Problem details.
Scan the records for "list" and copy each line that contains it.

Collected data:
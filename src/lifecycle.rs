//! Session lifecycle: start, heartbeat, end, and the stale-session sweep.
//!
//! A session moves `Open -> Closed` exactly once. Every path that closes a
//! session (end, late heartbeat, sweep) goes through the store's conditional
//! close, and only the caller that wins that update runs aggregation. A
//! failed aggregation is logged and never fails the triggering call, since
//! attendance can be rebuilt from the sessions at any time.

use crate::attendance::Aggregator;
use crate::config::Config;
use crate::db::Database;
use crate::error::{CoreError, Result};
use crate::models::{CloseReason, SessionStatus, TrainerSession};
use crate::store::SessionStore;
use crate::time::{format_duration_ms, range_bounds, truncate_to_storage};
use chrono::{DateTime, Duration, NaiveDate, Utc};
use std::sync::Arc;

/// Outcome of one sweep pass
#[derive(Debug, Default, Clone, PartialEq, Eq)]
pub struct SweepReport {
    /// Stale open sessions found
    pub scanned: usize,
    /// Sessions this pass actually closed
    pub closed: usize,
    pub errors: usize,
}

#[derive(Clone)]
pub struct SessionController {
    store: SessionStore,
    aggregator: Aggregator,
    heartbeat_timeout: Duration,
}

impl SessionController {
    pub fn new(db: Arc<Database>, config: &Config) -> Self {
        SessionController {
            store: SessionStore::new(db.clone()),
            aggregator: Aggregator::new(db, config),
            heartbeat_timeout: config.attendance.heartbeat_timeout(),
        }
    }

    pub fn aggregator(&self) -> &Aggregator {
        &self.aggregator
    }

    pub async fn start_session(&self, trainer_id: &str) -> Result<TrainerSession> {
        self.start_session_at(trainer_id, Utc::now()).await
    }

    /// Open a new session for `trainer_id`. `Conflict` if one is already open.
    pub async fn start_session_at(
        &self,
        trainer_id: &str,
        now: DateTime<Utc>,
    ) -> Result<TrainerSession> {
        let now = truncate_to_storage(now);
        let trainer_id = trainer_id.trim();
        if trainer_id.is_empty() {
            return Err(CoreError::Validation("trainerId is required".to_string()));
        }

        if let Some(open) = self.store.find_open_by_trainer(trainer_id).await? {
            return Err(CoreError::Conflict(format!(
                "trainer {} already has open session {}",
                trainer_id, open.id
            )));
        }

        let session = TrainerSession {
            id: uuid::Uuid::new_v4().to_string(),
            trainer_id: trainer_id.to_string(),
            start_time: now,
            last_heartbeat_at: now,
            end_time: None,
            status: SessionStatus::Open,
            close_reason: None,
            created_at: now,
            updated_at: now,
        };

        // The unique index rejects a concurrent start that slipped past the check above
        self.store.insert(&session).await?;

        tracing::info!("Started session {} for trainer {}", session.id, trainer_id);
        Ok(session)
    }

    pub async fn heartbeat(&self, session_id: &str) -> Result<TrainerSession> {
        self.heartbeat_at(session_id, Utc::now()).await
    }

    /// Extend an open session. A heartbeat arriving after the timeout closes
    /// the session at its previous heartbeat and returns `Expired`.
    pub async fn heartbeat_at(&self, session_id: &str, now: DateTime<Utc>) -> Result<TrainerSession> {
        let now = truncate_to_storage(now);
        let mut session = self.open_session(session_id).await?;

        if session.idle_for(now) > self.heartbeat_timeout {
            if self.expire(&session, now).await? {
                return Err(CoreError::Expired(format!(
                    "session {} missed its heartbeat window",
                    session_id
                )));
            }
            // Another heartbeat refreshed the session before the close
            session = self.open_session(session_id).await?;
        }

        let at = now.max(session.last_heartbeat_at);
        if !self.store.update_heartbeat(session_id, at).await? {
            return Err(not_found(session_id));
        }

        tracing::debug!("Heartbeat for session {}", session_id);
        session.last_heartbeat_at = at;
        session.updated_at = at;
        Ok(session)
    }

    pub async fn end_session(&self, session_id: &str) -> Result<TrainerSession> {
        self.end_session_at(session_id, Utc::now()).await
    }

    /// Close an open session at `now` and aggregate its day. A session already
    /// past its heartbeat timeout is closed at its last heartbeat instead,
    /// so idle time is never credited.
    pub async fn end_session_at(&self, session_id: &str, now: DateTime<Utc>) -> Result<TrainerSession> {
        let now = truncate_to_storage(now);
        let mut session = self.open_session(session_id).await?;

        if session.idle_for(now) > self.heartbeat_timeout {
            if self.expire(&session, now).await? {
                let end_time = session.last_heartbeat_at;
                return Ok(closed(session, end_time, CloseReason::Expired, now));
            }
            session = self.open_session(session_id).await?;
        }

        let end_time = now.max(session.start_time);
        if !self
            .close_and_aggregate(&session, end_time, CloseReason::Ended, now)
            .await?
        {
            return Err(not_found(session_id));
        }

        let session = closed(session, end_time, CloseReason::Ended, now);
        tracing::info!(
            "Ended session {} for trainer {} ({})",
            session.id,
            session.trainer_id,
            format_duration_ms(session.duration_ms())
        );
        Ok(session)
    }

    pub async fn sweep_stale(&self) -> Result<SweepReport> {
        self.sweep_stale_at(Utc::now()).await
    }

    /// Close every open session whose last heartbeat is older than the
    /// timeout, at that heartbeat
    pub async fn sweep_stale_at(&self, now: DateTime<Utc>) -> Result<SweepReport> {
        let now = truncate_to_storage(now);
        let cutoff = now - self.heartbeat_timeout;
        let stale = self.store.find_stale_open(cutoff).await?;

        let mut report = SweepReport {
            scanned: stale.len(),
            ..Default::default()
        };

        for session in stale {
            match self
                .close_and_aggregate(&session, session.last_heartbeat_at, CloseReason::Swept, now)
                .await
            {
                Ok(true) => {
                    tracing::info!(
                        "Swept stale session {} for trainer {}",
                        session.id,
                        session.trainer_id
                    );
                    report.closed += 1;
                }
                // Ended, expired or heartbeated between the scan and our update
                Ok(false) => {}
                Err(e) => {
                    tracing::error!("Failed to sweep session {}: {}", session.id, e);
                    report.errors += 1;
                }
            }
        }

        Ok(report)
    }

    pub async fn get_session(&self, session_id: &str) -> Result<TrainerSession> {
        self.store
            .find_by_id(session_id)
            .await?
            .ok_or_else(|| CoreError::NotFound("Session", session_id.to_string()))
    }

    pub async fn current_session(&self, trainer_id: &str) -> Result<Option<TrainerSession>> {
        self.store.find_open_by_trainer(trainer_id.trim()).await
    }

    /// Closed sessions starting within `from..=to`, oldest first
    pub async fn session_history(
        &self,
        trainer_id: &str,
        from: NaiveDate,
        to: NaiveDate,
    ) -> Result<Vec<TrainerSession>> {
        if from > to {
            return Err(CoreError::Validation(format!(
                "from ({}) is after to ({})",
                from, to
            )));
        }

        let (start, end) = range_bounds(from, to, self.aggregator.offset());
        let sessions = self
            .store
            .find_by_trainer_and_date_range(trainer_id.trim(), start, end)
            .await?;

        Ok(sessions.into_iter().filter(|s| !s.is_open()).collect())
    }

    async fn open_session(&self, session_id: &str) -> Result<TrainerSession> {
        match self.store.find_by_id(session_id).await? {
            Some(session) if session.is_open() => Ok(session),
            _ => Err(not_found(session_id)),
        }
    }

    /// Close a timed-out session at its last heartbeat. Returns false when
    /// the session was closed or heartbeated by someone else first.
    async fn expire(&self, session: &TrainerSession, now: DateTime<Utc>) -> Result<bool> {
        let closed = self
            .close_and_aggregate(session, session.last_heartbeat_at, CloseReason::Expired, now)
            .await?;
        if closed {
            tracing::info!(
                "Session {} expired after {}s idle, closed at last heartbeat",
                session.id,
                session.idle_for(now).num_seconds()
            );
        }
        Ok(closed)
    }

    /// Conditionally close `session`; the winner aggregates its day.
    /// Returns whether this call performed the close.
    ///
    /// Closes at the last heartbeat (expiry, sweep) only win while that
    /// heartbeat is still the latest one.
    async fn close_and_aggregate(
        &self,
        session: &TrainerSession,
        end_time: DateTime<Utc>,
        reason: CloseReason,
        now: DateTime<Utc>,
    ) -> Result<bool> {
        let expected_heartbeat = match reason {
            CloseReason::Ended => None,
            CloseReason::Expired | CloseReason::Swept => Some(session.last_heartbeat_at),
        };
        if !self
            .store
            .close(&session.id, end_time, reason, expected_heartbeat, now)
            .await?
        {
            return Ok(false);
        }

        let date = self.aggregator.date_of(session.start_time);
        if let Err(e) = self
            .aggregator
            .aggregate_at(&session.trainer_id, date, now)
            .await
        {
            tracing::warn!(
                "Attendance aggregation failed for trainer {} on {} after closing {}: {}",
                session.trainer_id,
                date,
                session.id,
                e
            );
        }

        Ok(true)
    }
}

fn closed(
    mut session: TrainerSession,
    end_time: DateTime<Utc>,
    reason: CloseReason,
    now: DateTime<Utc>,
) -> TrainerSession {
    session.end_time = Some(end_time);
    session.status = SessionStatus::Closed;
    session.close_reason = Some(reason);
    session.updated_at = now;
    session
}

fn not_found(session_id: &str) -> CoreError {
    CoreError::NotFound("Open session", session_id.to_string())
}
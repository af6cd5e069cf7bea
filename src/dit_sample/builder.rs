use std::time::Instant;

use anyhow::Context;
use tch::{nn, Device};
use tracing::info;

use crate::{
    checkpoint::{find_model, load_state_dict, read_checkpoint},
    diffusion::{create_diffusion, DiffusionConfig},
    dit::{num_parameters, DiT},
    utils::get_device,
    vae::Vae,
};

use super::{config::SampleConfig, DiTSampler};

/// Loads the weights a [`SampleConfig`] refers to.
pub struct DiTSamplerBuilder {
    config: SampleConfig,
    device: Device,
}

impl DiTSamplerBuilder {
    pub fn new(config: SampleConfig) -> anyhow::Result<Self> {
        config.validate()?;
        let device = get_device(config.cpu);
        Ok(Self { config, device })
    }

    fn build_dit(&self) -> anyhow::Result<DiT> {
        let vs = nn::VarStore::new(self.device);
        let dit_config = self.config.model.dit_config(self.config.latent_size(), self.config.num_classes);
        let model = DiT::new(vs.root(), dit_config);
        let checkpoint = find_model(&self.config.checkpoint())?;
        let tensors = read_checkpoint(&checkpoint)?;
        load_state_dict(&vs, tensors).with_context(|| format!("error loading {}", checkpoint.display()))?;
        info!(model = %self.config.model, parameters = num_parameters(&vs), "loaded DiT");
        Ok(model)
    }

    fn build_vae(&self) -> anyhow::Result<Vae> {
        let weights = match &self.config.vae_weights {
            Some(path) => path.clone(),
            None => Vae::weights_from_hub(self.config.vae)?,
        };
        Vae::load(weights, self.device)
    }

    pub fn build(self) -> anyhow::Result<DiTSampler> {
        let start = Instant::now();
        let model = self.build_dit()?;
        let vae = self.build_vae()?;
        let diffusion =
            create_diffusion(&self.config.num_sampling_steps.to_string(), &DiffusionConfig::default())?;
        info!(elapsed = ?start.elapsed(), device = ?self.device, "models ready");
        Ok(DiTSampler::from_parts(self.config, Box::new(model), Box::new(vae), diffusion, self.device))
    }
}

#[cfg(test)]
mod tests {
    use std::path::PathBuf;

    use super::DiTSamplerBuilder;
    use crate::{dit_sample::SampleConfig, error::SampleError};

    #[test]
    fn test_bad_arguments_fail_before_loading() {
        let missing = PathBuf::from("does-not-exist/ckpt.pt");
        let config = SampleConfig {
            ckpt: Some(missing.clone()),
            classes: Some(vec![1, 2, 3]),
            tc: Some(vec![10, 20]),
            cpu: true,
            ..Default::default()
        };
        let err = DiTSamplerBuilder::new(config).err().unwrap();
        assert!(matches!(err.downcast_ref::<SampleError>(), Some(SampleError::MergeTimeCountMismatch { .. })));

        let config = SampleConfig { ckpt: Some(missing), t_start: Some(5000), cpu: true, ..Default::default() };
        let err = DiTSamplerBuilder::new(config).err().unwrap();
        assert!(matches!(err.downcast_ref::<SampleError>(), Some(SampleError::InvalidStartTimestep { .. })));
    }
}
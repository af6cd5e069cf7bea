//! Class-conditional sampling: noise in, PNG files out.
use std::{fs, path::PathBuf, time::Instant};

use anyhow::Context;
use tch::{Device, Kind, Tensor};
use tracing::{info, warn};

use crate::{
    conditioning::Conditioning,
    diffusion::{GaussianDiffusion, SampleOptions},
    dit::Denoiser,
    utils::{count_nan, has_nan, image_filename, latents_filename, save_image},
    vae::LatentDecoder,
};

pub mod builder;
pub mod config;

pub use builder::DiTSamplerBuilder;
pub use config::SampleConfig;

pub struct DiTSampler {
    config: SampleConfig,
    model: Box<dyn Denoiser>,
    vae: Box<dyn LatentDecoder>,
    diffusion: GaussianDiffusion,
    device: Device,
}

impl DiTSampler {
    pub fn from_parts(
        config: SampleConfig,
        model: Box<dyn Denoiser>,
        vae: Box<dyn LatentDecoder>,
        diffusion: GaussianDiffusion,
        device: Device,
    ) -> Self {
        Self { config, model, vae, diffusion, device }
    }

    pub fn config(&self) -> &SampleConfig {
        &self.config
    }

    /// Resolves and validates the labels and merge times of this run.
    pub fn conditioning(&self) -> anyhow::Result<Conditioning> {
        Ok(self.config.conditioning()?)
    }

    /// Samples one latent per label and drops the unconditional half.
    pub fn sample_latents(&self, cond: &Conditioning) -> anyhow::Result<Tensor> {
        let n = cond.len() as i64;
        let latent_size = self.config.latent_size();
        let z = Tensor::randn([n, 4, latent_size, latent_size], (Kind::Float, self.device));
        let z = cond.double_noise(&z);
        let options = SampleOptions {
            clip_denoised: false,
            t_start: self.config.t_start,
            progress: self.config.progress,
        };
        let samples = self.diffusion.p_sample_loop(self.model.as_ref(), &z.size(), Some(z), cond, &options, self.device)?;
        Ok(samples.narrow(0, 0, n))
    }

    /// Runs `n_samples` rounds over the label list and writes every image,
    /// returning the written paths.
    pub fn run(&self) -> anyhow::Result<Vec<PathBuf>> {
        let _no_grad = tch::no_grad_guard();
        tch::manual_seed(self.config.seed);
        let cond = self.conditioning()?;
        let save_dir = &self.config.save_dir;
        fs::create_dir_all(save_dir).with_context(|| format!("error creating {}", save_dir.display()))?;

        let rounds = self.config.n_samples.max(1);
        let mut written = Vec::new();
        for round in 0..rounds {
            let start = Instant::now();
            info!(round = round + 1, rounds, labels = cond.len(), "sampling");
            let latents = self.sample_latents(&cond)?;
            if self.config.save_latents {
                let path = latents_filename(save_dir, round);
                latents.to_device(Device::Cpu).save(&path)?;
                written.push(path);
            }
            let images = self.vae.decode_chunked(&latents, self.config.decode_batch_size);
            if has_nan(&images) {
                warn!(round, nans = count_nan(&images), "decoded images contain NaN");
            }
            for idx in 0..images.size()[0] {
                let path = image_filename(save_dir, round, idx as usize);
                save_image(&images.get(idx), &path)?;
                written.push(path);
            }
            info!(round = round + 1, elapsed = ?start.elapsed(), "saved samples");
        }
        Ok(written)
    }
}
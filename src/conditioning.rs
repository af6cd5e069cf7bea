use tch::{Device, Tensor};

use crate::error::SampleError;

/// Labels used when neither a class list nor all classes are requested.
pub const DEFAULT_CLASS_LABELS: [i64; 8] = [207, 360, 387, 974, 88, 979, 417, 279];

/// Resolves the class labels to sample, `all_classes` taking priority over
/// an explicit list.
pub fn class_labels(classes: Option<&[i64]>, all_classes: bool, num_classes: i64) -> Vec<i64> {
    if all_classes {
        return (0..num_classes).collect();
    }
    match classes {
        Some(classes) => classes.to_vec(),
        None => DEFAULT_CLASS_LABELS.to_vec(),
    }
}

/// Per-call conditioning for classifier-free guided sampling.
///
/// The batch seen by the model is always `2n` long: the `n` requested labels
/// followed by `n` copies of the null class.
#[derive(Debug, Clone)]
pub struct Conditioning {
    labels: Vec<i64>,
    null_class: i64,
    merge_times: Option<Vec<i64>>,
    pub cfg_scale: f64,
}

impl Conditioning {
    pub fn new(
        labels: Vec<i64>,
        merge_times: Option<Vec<i64>>,
        num_classes: i64,
        cfg_scale: f64,
    ) -> Result<Self, SampleError> {
        let null_class = num_classes;
        if let Some(&label) = labels.iter().find(|l| !(0..=null_class).contains(*l)) {
            return Err(SampleError::InvalidClassLabel { label, null_class });
        }
        if let Some(merge_times) = &merge_times {
            if merge_times.len() != labels.len() {
                return Err(SampleError::MergeTimeCountMismatch {
                    labels: labels.len(),
                    merge_times: merge_times.len(),
                });
            }
        }
        Ok(Self { labels, null_class, merge_times, cfg_scale })
    }

    pub fn len(&self) -> usize {
        self.labels.len()
    }

    pub fn is_empty(&self) -> bool {
        self.labels.is_empty()
    }

    /// Conditional labels followed by as many null labels.
    pub fn doubled_labels(&self) -> Vec<i64> {
        let n = self.labels.len();
        self.labels.iter().copied().chain(std::iter::repeat(self.null_class).take(n)).collect()
    }

    pub fn labels_tensor(&self, device: Device) -> Tensor {
        Tensor::from_slice(&self.doubled_labels()).to_device(device)
    }

    /// Labels to condition on at training timestep `timestep`: a sample whose
    /// merge time has not been reached yet is conditioned on the null class.
    pub fn labels_at(&self, timestep: i64) -> Vec<i64> {
        let mut labels = self.doubled_labels();
        if let Some(merge_times) = &self.merge_times {
            for (label, &t_c) in labels.iter_mut().zip(merge_times.iter()) {
                if timestep >= t_c {
                    *label = self.null_class;
                }
            }
        }
        labels
    }

    pub fn labels_tensor_at(&self, timestep: i64, device: Device) -> Tensor {
        Tensor::from_slice(&self.labels_at(timestep)).to_device(device)
    }

    /// Duplicates the initial noise so both halves of the batch start equal.
    pub fn double_noise(&self, z: &Tensor) -> Tensor {
        Tensor::cat(&[z, z], 0)
    }
}

#[cfg(test)]
mod tests {
    use tch::{Device, Kind, Tensor};

    use super::{class_labels, Conditioning, DEFAULT_CLASS_LABELS};
    use crate::error::SampleError;

    #[test]
    fn test_label_sources() {
        assert_eq!(class_labels(None, false, 1000), DEFAULT_CLASS_LABELS.to_vec());
        assert_eq!(class_labels(Some(&[1, 2]), false, 1000), vec![1, 2]);
        let all = class_labels(Some(&[1, 2]), true, 1000);
        assert_eq!(all.len(), 1000);
        assert_eq!(all[999], 999);
    }

    #[test]
    fn test_doubled_batch() {
        for n in 1..6 {
            let labels: Vec<i64> = (0..n).collect();
            let cond = Conditioning::new(labels.clone(), None, 1000, 4.0).unwrap();
            let y = cond.labels_tensor(Device::Cpu);
            assert_eq!(y.size(), vec![2 * n]);
            let y: Vec<i64> = Vec::<i64>::try_from(&y).unwrap();
            assert_eq!(&y[..n as usize], &labels[..]);
            assert!(y[n as usize..].iter().all(|l| *l == 1000));
        }
    }

    #[test]
    fn test_merge_time_count_must_match() {
        let err = Conditioning::new(vec![1, 2, 3], Some(vec![100, 200]), 1000, 4.0).unwrap_err();
        assert!(matches!(err, SampleError::MergeTimeCountMismatch { labels: 3, merge_times: 2 }));
        assert!(Conditioning::new(vec![1, 2], Some(vec![100, 200]), 1000, 4.0).is_ok());
    }

    #[test]
    fn test_rejects_out_of_range_labels() {
        assert!(Conditioning::new(vec![1000], None, 1000, 4.0).is_ok());
        let err = Conditioning::new(vec![5, 1001], None, 1000, 4.0).unwrap_err();
        assert!(matches!(err, SampleError::InvalidClassLabel { label: 1001, .. }));
        assert!(Conditioning::new(vec![-1], None, 1000, 4.0).is_err());
    }

    #[test]
    fn test_labels_before_merge_time_are_null() {
        let cond = Conditioning::new(vec![7, 8], Some(vec![500, 100]), 1000, 4.0).unwrap();
        assert_eq!(cond.labels_at(999), vec![1000, 1000, 1000, 1000]);
        assert_eq!(cond.labels_at(300), vec![7, 1000, 1000, 1000]);
        assert_eq!(cond.labels_at(0), vec![7, 8, 1000, 1000]);
    }

    #[test]
    fn test_double_noise() {
        let cond = Conditioning::new(vec![1, 2], None, 1000, 4.0).unwrap();
        let z = Tensor::randn([2, 4, 2, 2], (Kind::Float, Device::Cpu));
        let zz = cond.double_noise(&z);
        assert_eq!(zz.size(), vec![4, 4, 2, 2]);
        assert!(zz.narrow(0, 2, 2).equal(&z));
    }
}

Output of the task.
    /// Runs `n_samples` rounds over the label list and writes every image,
/// Labels used when neither a class list nor all classes are requested.
/// an explicit list.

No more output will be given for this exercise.